A substantial build-up of nearly 1.34 crore call contracts at the 26,000 strike has cemented it as a key resistance zone, while put open interest of 76.29 lakh contracts at the 25,500 strike underscores a firm support base. Dhameja added that the Put-Call Ratio has slipped to 0.54 from 0.67, pointing to heightened caution and more defensive positioning. However, with the PCR approaching oversold territory, he said the possibility of mild profit-taking or short-covering cannot be ruled out.
Nifty 50 Prediction
The Nifty 50 is expected to trade within a tight range in Thursday’s session, with analysts pointing to firm support zones and stiff resistance levels that have capped momentum in recent days. Weak global cues and persistent selling pressure have kept the index in consolidation mode, and traders anticipate another day of range-bound movement unless a decisive breakout occurs.
Mayank Jain, Market Analyst at Share.Market, said the index is likely to remain confined within key levels, noting that buyers may emerge on dips. “The Nifty 50 is expected to trade in a narrow range tomorrow. Buyers are likely to step in around 25,650–25,700, an area supported by the 50-day moving average. If Nifty falls below this zone, it may slip toward 25,500, where fresh buying could return. On the higher side, the index continues to face strong resistance at 25,900–26,000, as it has repeatedly failed to move above this level. Overall, traders may expect Nifty to stay within 25,650–26,000,” he said.
Ajit Mishra, SVP – Research at Religare Broking, added that crucial levels have shifted slightly lower, with further consolidation possible if support breaks. “We now view 25,650 as the next critical support. A decisive break below this level could further widen the consolidation range, with the next major support at 25,400. On the upside, the 20-DEMA, placed around 25,950, is now acting as the immediate hurdle, and only a sustained move above this zone may help improve the near-term bias,” he said.
Rupak De, Senior Technical Analyst at LKP Securities, said the market atmosphere remains bearish, with Nifty repeatedly failing to sustain recovery attempts. He noted that the index once again found support near the 50 EMA, while the RSI slipped out of its recent consolidation. De also pointed out that Nifty has broken below the 50% retracement of its prior rise from 25,318 to 26,325, suggesting underlying weakness. In his view, support levels lie at 25,700, followed by 25,610 and 25,530, while resistance is seen at 25,870 and 25,960–26,000.
Bank Nifty Prediction
Bank Nifty continued to display a weak undertone on Wednesday as the index moved into a phase of sideways consolidation. The index slipped below its 20-day EMA for the first time in several sessions, while the RSI extended its pattern of forming lower tops in a bearish crossover, signalling sustained negative momentum.

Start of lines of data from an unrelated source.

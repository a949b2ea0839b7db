//! Stage registry for discovering and building funnel stages.
//!
//! This module provides metadata about the screening stages and builds
//! stage instances by name.

use serde::{Deserialize, Serialize};
use valueup_traits::{Result, ScreeningStage, ValueUpError};

use crate::efficiency::EfficiencyStage;
use crate::funnel::ScreeningConfig;
use crate::profitability::ProfitabilityStage;
use crate::universe::UniverseStage;
use crate::valuation::ValuationStage;

/// What a stage looks at.
#[derive(Debug, Clone, Copy, PartialEq, Eq, Hash, Serialize, Deserialize)]
pub enum StageCategory {
    /// Size and liquidity
    Universe,
    /// Earnings and capital returned to shareholders
    Quality,
    /// Price relative to book value
    Value,
    /// Return on equity
    Efficiency,
}

impl StageCategory {
    /// Get a human-readable description of the category.
    #[must_use]
    pub const fn description(&self) -> &str {
        match self {
            Self::Universe => "Market representativeness and liquidity",
            Self::Quality => "Profitability and shareholder return",
            Self::Value => "Market valuation against peers",
            Self::Efficiency => "Capital efficiency within the industry",
        }
    }
}

/// Metadata about a stage.
#[derive(Debug, Clone, Serialize, Deserialize)]
pub struct StageInfo {
    /// Unique identifier for the stage
    pub name: &'static str,

    /// Position in the funnel, starting at 1
    pub position: usize,

    /// Category classification
    pub category: StageCategory,

    /// Pass criterion with default thresholds
    pub criterion: &'static str,

    /// Whether the stage honours an incumbency policy
    pub incumbency_aware: bool,
}

/// Get information about all stages, in funnel order.
#[must_use]
pub fn available_stages() -> Vec<StageInfo> {
    vec![
        StageInfo {
            name: UniverseStage::NAME,
            position: 1,
            category: StageCategory::Universe,
            criterion: "market-cap rank <= 400 and traded-value percentile >= 0.20",
            incumbency_aware: true,
        },
        StageInfo {
            name: ProfitabilityStage::NAME,
            position: 2,
            category: StageCategory::Quality,
            criterion: "positive EPS in both years and their sum; dividend or buyback in both years",
            incumbency_aware: false,
        },
        StageInfo {
            name: ValuationStage::NAME,
            position: 3,
            category: StageCategory::Value,
            criterion: "average PBR rank ratio <= 0.50 overall or within industry",
            incumbency_aware: true,
        },
        StageInfo {
            name: EfficiencyStage::NAME,
            position: 4,
            category: StageCategory::Efficiency,
            criterion: "top 100 by average ROE rank within industry",
            incumbency_aware: true,
        },
    ]
}

/// Get information about a specific stage by name.
#[must_use]
pub fn get_stage_info(name: &str) -> Option<StageInfo> {
    available_stages().into_iter().find(|info| info.name == name)
}

/// Build one stage by name.
///
/// # Errors
///
/// Returns [`ValueUpError::StageNotFound`] for an unknown name.
pub fn build_stage(name: &str, config: &ScreeningConfig) -> Result<Box<dyn ScreeningStage>> {
    let policy = config.incumbency;
    let stage: Box<dyn ScreeningStage> = match name {
        UniverseStage::NAME => {
            let stage = UniverseStage::new(config.universe.clone());
            Box::new(match policy {
                Some(p) => stage.with_incumbency(p),
                None => stage,
            })
        }
        ProfitabilityStage::NAME => Box::new(ProfitabilityStage),
        ValuationStage::NAME => {
            let stage = ValuationStage::new(config.valuation.clone());
            Box::new(match policy {
                Some(p) => stage.with_incumbency(p),
                None => stage,
            })
        }
        EfficiencyStage::NAME => {
            let stage = EfficiencyStage::new(config.efficiency.clone());
            Box::new(match policy {
                Some(p) => stage.with_incumbency(p),
                None => stage,
            })
        }
        other => return Err(ValueUpError::StageNotFound(other.to_string())),
    };
    Ok(stage)
}

/// Build the stages of the funnel up to and including `last`.
///
/// # Errors
///
/// Returns [`ValueUpError::StageNotFound`] for an unknown name.
pub fn stages_through(last: &str, config: &ScreeningConfig) -> Result<Vec<Box<dyn ScreeningStage>>> {
    let info = get_stage_info(last).ok_or_else(|| ValueUpError::StageNotFound(last.to_string()))?;
    available_stages()
        .into_iter()
        .take_while(|s| s.position <= info.position)
        .map(|s| build_stage(s.name, config))
        .collect()
}
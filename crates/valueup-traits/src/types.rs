//! Common types used throughout the Value-Up pipeline.
//!
//! This module defines the per-company rows read from the yearly input
//! tables, the joined [`Candidate`] that flows through the screening funnel,
//! the yearly [`ConstituentSet`] and the daily [`MarketPanel`].

use std::collections::{BTreeMap, BTreeSet, HashMap};
use std::fmt;
use std::str::FromStr;

use serde::{Deserialize, Serialize};

use crate::ValueUpError;

// Re-export date type from chrono
pub use chrono::NaiveDate as Date;

/// A KRX stock identifier, always six zero-padded digits (e.g. `"005930"`).
pub type StockCode = String;

/// Width of a normalized stock code.
pub const STOCK_CODE_WIDTH: usize = 6;

/// Normalize a raw stock identifier.
///
/// Upstream files carry codes as `A005930`, `5930`, `005930` or `5930.0`
/// depending on how they were exported. The leading `A` is stripped, a
/// trailing `.0` is dropped and the digits are left-padded to six places.
/// Returns `None` when nothing usable remains.
///
/// # Example
///
/// ```
/// use valueup_traits::normalize_stock_code;
///
/// assert_eq!(normalize_stock_code("A005930").as_deref(), Some("005930"));
/// assert_eq!(normalize_stock_code("660").as_deref(), Some("000660"));
/// ```
#[must_use]
pub fn normalize_stock_code(raw: &str) -> Option<StockCode> {
    let trimmed = raw.trim();
    let trimmed = trimmed.strip_prefix('A').unwrap_or(trimmed);
    let trimmed = trimmed.strip_suffix(".0").unwrap_or(trimmed);
    if trimmed.is_empty()
        || trimmed.eq_ignore_ascii_case("nan")
        || !trimmed.chars().all(|c| c.is_ascii_alphanumeric())
    {
        return None;
    }
    Some(format!("{:0>width$}", trimmed, width = STOCK_CODE_WIDTH))
}

/// Exchange segment a company is listed on.
#[derive(Debug, Clone, Copy, PartialEq, Eq, Hash, PartialOrd, Ord, Serialize, Deserialize)]
pub enum Market {
    /// KOSPI main board.
    Kospi,
    /// KOSDAQ (including KOSDAQ GLOBAL).
    Kosdaq,
    /// KONEX, the start-up board.
    Konex,
}

impl Market {
    /// Canonical upper-case name as it appears in KRX exports.
    #[must_use]
    pub const fn as_str(&self) -> &'static str {
        match self {
            Self::Kospi => "KOSPI",
            Self::Kosdaq => "KOSDAQ",
            Self::Konex => "KONEX",
        }
    }
}

impl fmt::Display for Market {
    fn fmt(&self, f: &mut fmt::Formatter<'_>) -> fmt::Result {
        f.write_str(self.as_str())
    }
}

impl FromStr for Market {
    type Err = ValueUpError;

    fn from_str(s: &str) -> Result<Self, Self::Err> {
        match s.trim().to_uppercase().as_str() {
            "KOSPI" => Ok(Self::Kospi),
            "KOSDAQ" | "KOSDAQ GLOBAL" => Ok(Self::Kosdaq),
            "KONEX" => Ok(Self::Konex),
            other => Err(ValueUpError::InvalidData(format!(
                "Unknown market segment: '{other}'"
            ))),
        }
    }
}

/// One row of the yearly market-cap table.
#[derive(Debug, Clone, PartialEq, Serialize, Deserialize)]
pub struct MarketCapRow {
    /// Normalized stock code.
    pub code: StockCode,
    /// Company name.
    pub name: String,
    /// Listing segment.
    pub market: Market,
    /// Daily average market capitalization over the year, in KRW.
    pub avg_market_cap: Option<f64>,
    /// Daily average traded value over the year, in KRW.
    pub avg_traded_value: Option<f64>,
}

/// Per-share fundamentals for one company and one fiscal year.
#[derive(Debug, Clone, PartialEq, Serialize, Deserialize)]
pub struct FundamentalRow {
    /// Normalized stock code.
    pub code: StockCode,
    /// Earnings per share.
    pub eps: Option<f64>,
    /// Book value per share.
    pub bps: Option<f64>,
    /// Price-to-book ratio.
    pub pbr: Option<f64>,
}

/// Dividend and buyback activity for the two fiscal years ending in a
/// table's year.
#[derive(Debug, Clone, Copy, PartialEq, Eq, Serialize, Deserialize)]
pub struct ShareholderReturnFlags {
    /// Dividend paid in the prior year.
    pub dividend_prior: bool,
    /// Shares bought back in the prior year.
    pub buyback_prior: bool,
    /// Dividend paid in the current year.
    pub dividend_current: bool,
    /// Shares bought back in the current year.
    pub buyback_current: bool,
}

impl ShareholderReturnFlags {
    /// Some form of return to shareholders in each of the two years.
    ///
    /// The mechanism may differ between years.
    #[must_use]
    pub const fn returned_both_years(&self) -> bool {
        (self.dividend_prior || self.buyback_prior)
            && (self.dividend_current || self.buyback_current)
    }
}

/// One row of the yearly dividend/buyback table.
#[derive(Debug, Clone, PartialEq, Eq, Serialize, Deserialize)]
pub struct ShareholderReturnRow {
    /// Normalized stock code.
    pub code: StockCode,
    /// Activity flags.
    pub flags: ShareholderReturnFlags,
}

/// Static stock code → industry classification mapping.
pub type IndustryMap = BTreeMap<StockCode, String>;

/// A company as it moves through the screening funnel.
///
/// Stage 1 fills the ranking fields, stage 2 the fundamentals and the
/// two-year averages, stage 3 the PBR rank ratios and stage 4 the
/// industry ROE rank. Fields a stage has not reached yet are `None`.
#[derive(Debug, Clone, PartialEq, Serialize, Deserialize)]
pub struct Candidate {
    /// Normalized stock code.
    pub code: StockCode,
    /// Company name.
    pub name: String,
    /// Listing segment.
    pub market: Market,
    /// Industry classification, joined in stage 2.
    pub industry: Option<String>,
    /// Daily average market capitalization.
    pub avg_market_cap: Option<f64>,
    /// Daily average traded value.
    pub avg_traded_value: Option<f64>,
    /// Market-cap rank, 1 = largest.
    pub cap_rank: Option<f64>,
    /// Traded-value percentile rank in (0, 1].
    pub traded_value_percentile: Option<f64>,
    /// EPS for the screening year.
    pub eps_current: Option<f64>,
    /// EPS for the year before.
    pub eps_prior: Option<f64>,
    /// BPS for the screening year.
    pub bps_current: Option<f64>,
    /// BPS for the year before.
    pub bps_prior: Option<f64>,
    /// PBR for the screening year.
    pub pbr_current: Option<f64>,
    /// PBR for the year before.
    pub pbr_prior: Option<f64>,
    /// Two consecutive profitable years.
    pub profit_positive: bool,
    /// Shareholder return in both years.
    pub shareholder_return: bool,
    /// Two-year average PBR.
    pub avg_pbr: Option<f64>,
    /// Two-year average ROE, from EPS/BPS.
    pub avg_roe: Option<f64>,
    /// Percentile rank of `avg_pbr` across all candidates (ascending).
    pub pbr_rank_ratio: Option<f64>,
    /// Percentile rank of `avg_pbr` within the industry (ascending).
    pub industry_pbr_rank_ratio: Option<f64>,
    /// Rank of `avg_roe` within the industry, 1 = highest.
    pub industry_roe_rank: Option<f64>,
}

impl Candidate {
    /// Create a candidate with only the identifying fields set.
    pub fn new(code: impl Into<StockCode>, name: impl Into<String>, market: Market) -> Self {
        Self {
            code: code.into(),
            name: name.into(),
            market,
            industry: None,
            avg_market_cap: None,
            avg_traded_value: None,
            cap_rank: None,
            traded_value_percentile: None,
            eps_current: None,
            eps_prior: None,
            bps_current: None,
            bps_prior: None,
            pbr_current: None,
            pbr_prior: None,
            profit_positive: false,
            shareholder_return: false,
            avg_pbr: None,
            avg_roe: None,
            pbr_rank_ratio: None,
            industry_pbr_rank_ratio: None,
            industry_roe_rank: None,
        }
    }
}

impl From<&MarketCapRow> for Candidate {
    fn from(row: &MarketCapRow) -> Self {
        Self {
            avg_market_cap: row.avg_market_cap,
            avg_traded_value: row.avg_traded_value,
            ..Self::new(row.code.clone(), row.name.clone(), row.market)
        }
    }
}

/// The funnel's output for one selection year.
///
/// `year` is the fundamentals year the set was chosen from. With the
/// default one-year selection lag the set is invested during `year + 1`.
#[derive(Debug, Clone, PartialEq, Serialize, Deserialize)]
pub struct ConstituentSet {
    year: i32,
    members: Vec<Candidate>,
}

impl ConstituentSet {
    /// Creates a new set for a selection year.
    pub const fn new(year: i32, members: Vec<Candidate>) -> Self {
        Self { year, members }
    }

    /// An empty set, produced when a year's inputs are missing.
    pub const fn empty(year: i32) -> Self {
        Self::new(year, Vec::new())
    }

    /// Selection year.
    pub const fn year(&self) -> i32 {
        self.year
    }

    /// Members in funnel output order.
    pub fn members(&self) -> &[Candidate] {
        &self.members
    }

    /// Number of constituents.
    pub fn len(&self) -> usize {
        self.members.len()
    }

    /// Whether the set has no constituents.
    pub fn is_empty(&self) -> bool {
        self.members.is_empty()
    }

    /// Iterates over constituent stock codes.
    pub fn codes(&self) -> impl Iterator<Item = &str> + '_ {
        self.members.iter().map(|c| c.code.as_str())
    }

    /// Stock codes as an ordered set.
    pub fn code_set(&self) -> BTreeSet<StockCode> {
        self.codes().map(str::to_string).collect()
    }

    /// Whether `code` is a constituent.
    pub fn contains(&self, code: &str) -> bool {
        self.members.iter().any(|c| c.code == code)
    }
}

/// One stock's quote on one trading day.
#[derive(Debug, Clone, Copy, Default, PartialEq, Serialize, Deserialize)]
pub struct DailyQuote {
    /// Closing price.
    pub close: Option<f64>,
    /// Closing market capitalization.
    pub market_cap: Option<f64>,
}

/// Daily price and market-value table keyed by (date, stock code).
#[derive(Debug, Clone, Default)]
pub struct MarketPanel {
    days: BTreeMap<Date, HashMap<StockCode, DailyQuote>>,
}

impl MarketPanel {
    /// Creates an empty panel.
    pub fn new() -> Self {
        Self::default()
    }

    /// Inserts or replaces a quote.
    pub fn insert(&mut self, date: Date, code: impl Into<StockCode>, quote: DailyQuote) {
        self.days.entry(date).or_default().insert(code.into(), quote);
    }

    /// Merges another panel into this one; `other` wins on conflicts.
    pub fn extend(&mut self, other: Self) {
        for (date, quotes) in other.days {
            self.days.entry(date).or_default().extend(quotes);
        }
    }

    /// Number of trading days with at least one quote.
    pub fn len(&self) -> usize {
        self.days.len()
    }

    /// Whether the panel has no quotes.
    pub fn is_empty(&self) -> bool {
        self.days.is_empty()
    }

    /// Trading days in ascending order.
    pub fn dates(&self) -> impl Iterator<Item = Date> + '_ {
        self.days.keys().copied()
    }

    /// Whether any quote exists for `date`.
    pub fn has_date(&self, date: Date) -> bool {
        self.days.contains_key(&date)
    }

    /// Quote for one stock on one day.
    pub fn quote(&self, date: Date, code: &str) -> Option<&DailyQuote> {
        self.days.get(&date).and_then(|d| d.get(code))
    }

    /// Market capitalization for one stock on one day.
    pub fn market_cap(&self, date: Date, code: &str) -> Option<f64> {
        self.quote(date, code).and_then(|q| q.market_cap)
    }

    /// Closing price for one stock on one day.
    pub fn close(&self, date: Date, code: &str) -> Option<f64> {
        self.quote(date, code).and_then(|q| q.close)
    }
}

#[cfg(test)]
mod tests {
    use super::*;

    #[test]
    fn test_normalize_stock_code() {
        assert_eq!(normalize_stock_code("A005930").as_deref(), Some("005930"));
        assert_eq!(normalize_stock_code("5930").as_deref(), Some("005930"));
        assert_eq!(normalize_stock_code(" 000660 ").as_deref(), Some("000660"));
        assert_eq!(normalize_stock_code("5930.0").as_deref(), Some("005930"));
        assert_eq!(normalize_stock_code(""), None);
        assert_eq!(normalize_stock_code("NaN"), None);
        assert_eq!(normalize_stock_code("12-34"), None);
    }

    #[test]
    fn test_market_parse() {
        assert_eq!("KOSPI".parse::<Market>().unwrap(), Market::Kospi);
        assert_eq!("kosdaq".parse::<Market>().unwrap(), Market::Kosdaq);
        assert_eq!("KOSDAQ GLOBAL".parse::<Market>().unwrap(), Market::Kosdaq);
        assert_eq!("KONEX".parse::<Market>().unwrap(), Market::Konex);
        assert!("NYSE".parse::<Market>().is_err());
        assert_eq!(Market::Kosdaq.to_string(), "KOSDAQ");
    }

    #[test]
    fn test_shareholder_return_mixed_mechanisms() {
        let flags = ShareholderReturnFlags {
            dividend_prior: true,
            buyback_prior: false,
            dividend_current: false,
            buyback_current: true,
        };
        assert!(flags.returned_both_years());

        let flags = ShareholderReturnFlags {
            dividend_prior: false,
            buyback_prior: false,
            dividend_current: true,
            buyback_current: true,
        };
        assert!(!flags.returned_both_years());
    }

    #[test]
    fn test_candidate_from_market_cap_row() {
        let row = MarketCapRow {
            code: "005930".into(),
            name: "Samsung Electronics".into(),
            market: Market::Kospi,
            avg_market_cap: Some(4.0e14),
            avg_traded_value: Some(1.0e12),
        };
        let candidate = Candidate::from(&row);
        assert_eq!(candidate.code, "005930");
        assert_eq!(candidate.avg_market_cap, Some(4.0e14));
        assert!(candidate.industry.is_none());
        assert!(!candidate.profit_positive);
    }

    #[test]
    fn test_constituent_set() {
        let set = ConstituentSet::new(
            2022,
            vec![
                Candidate::new("000660", "SK hynix", Market::Kospi),
                Candidate::new("005930", "Samsung Electronics", Market::Kospi),
            ],
        );
        assert_eq!(set.year(), 2022);
        assert_eq!(set.len(), 2);
        assert!(set.contains("005930"));
        assert!(!set.contains("035420"));
        assert!(ConstituentSet::empty(2022).is_empty());
    }

    #[test]
    fn test_market_panel_lookup() {
        let d = Date::from_ymd_opt(2024, 1, 2).unwrap();
        let mut panel = MarketPanel::new();
        panel.insert(
            d,
            "005930",
            DailyQuote {
                close: Some(79_600.0),
                market_cap: Some(4.75e14),
            },
        );
        assert_eq!(panel.len(), 1);
        assert_eq!(panel.close(d, "005930"), Some(79_600.0));
        assert_eq!(panel.market_cap(d, "000660"), None);
        assert!(panel.has_date(d));
    }
}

According to Vatsal Bhuva, Technical Analyst at LKP Securities, “Bank Nifty is witnessing a sideways consolidation with a clear bearish undertone. In Wednesday’s session, the index slipped below its 20-day EMA for the first time in several sessions, while the RSI continued to form lower tops in a bearish crossover, reinforcing weak sentiment. Immediate support lies at the 58,750–58,775 zone, aligned with the hourly 200 EMA, while resistance is seen near 59,300 at the 10-day EMA. A breakdown below support may intensify selling toward the 50-day EMA around 58,100. Only a reclaim of the 10-day EMA with a bullish RSI crossover would revive optimism.”
Disclaimer: The views and recommendations made above are those of individual analysts or broking companies, and not of Mint. We advise investors to check with certified experts before making any investment decisions.